This paper studies the causal representation learning problem when the latent causal variables are observed indirectly through an unknown linear transformation. The objectives are: (i) recovering the unknown linear transformation (up to scaling) and (ii) determining the directed acyclic graph (DAG) underlying the latent variables. Sufficient conditions for DAG recovery are established, and it is shown that a large class of non-linear models in the latent space (e.g., causal mechanisms parameterized by two-layer neural networks) satisfy these conditions. These sufficient conditions ensure that the effect of an intervention can be detected correctly from changes in the score. Capitalizing on this property, recovering a valid transformation is facilitated by the following key property: any valid transformation renders latent variables' score function to necessarily have the minimal variations across different interventional environments.

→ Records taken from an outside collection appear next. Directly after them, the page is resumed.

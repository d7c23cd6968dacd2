//! Error Types
//!
//! Absence of a config file is never an error; it is reported as `Ok(None)`
//! by every resolution call. The variants below cover the remaining failures.

use std::path::PathBuf;
use thiserror::Error;

/// Errors surfaced by configuration resolution
#[derive(Debug, Error)]
pub enum ConfigError {
    /// A source was found but its content does not parse under its format
    #[error("Malformed config file {file}: {reason}")]
    Malformed { file: String, reason: String },

    /// Parsed content could not be materialized into the requested type
    #[error("Config '{name}' does not match the requested type: {source}")]
    Mapping {
        name: String,
        source: serde_json::Error,
    },

    /// Raw content requested as text is not valid UTF-8
    #[error("Config file {file} is not valid UTF-8")]
    InvalidUtf8 { file: String },

    /// A cache entry exists under this key but holds another kind of value
    #[error("Cached entry '{key}' is not a {expected}")]
    KindMismatch { key: String, expected: &'static str },

    /// Loader settings are invalid or unreadable
    #[error("Invalid loader settings: {reason}")]
    Settings { reason: String },

    /// Settings file could not be read
    #[error("I/O error on {path}: {source}")]
    Io {
        path: PathBuf,
        source: std::io::Error,
    },
}

impl ConfigError {
    pub(crate) fn malformed(file: &str, reason: impl std::fmt::Display) -> Self {
        ConfigError::Malformed {
            file: crate::logging::sanitize(file),
            reason: crate::logging::sanitize(&reason.to_string()),
        }
    }
}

This property is leveraged for perfect recovery of the latent DAG structure using only \emph{soft} interventions. For the special case of stochastic \emph{hard} interventions, with an additional hypothesis testing step, one can also uniquely recover the linear transformation up to scaling and a valid causal ordering.

翻译：本文研究了潜在因果变量通过未知线性变换间接观测时的因果表示学习问题。目标包括：(i) 恢复未知线性变换（至尺度等价性）以及 (ii) 确定潜在变量背后的有向无环图（DAG）。本文建立了DAG恢复的充分条件，并表明潜在空间中的一大类非线性模型（例如，由两层神经网络参数化的因果机制）满足这些条件。这些充分条件确保了干预效应能够通过分值的变化被正确检测。基于这一特性，以下关键性质促进了有效变换的恢复：任何有效变换必然使潜在变量的分值函数在不同干预环境下具有最小变异。该性质被用于仅使用软干预实现潜在DAG结构的完美恢复。对于随机硬干预这一特例，结合额外的假设检验步骤，还可以唯一地恢复线性变换至尺度等价性以及有效的因果排序。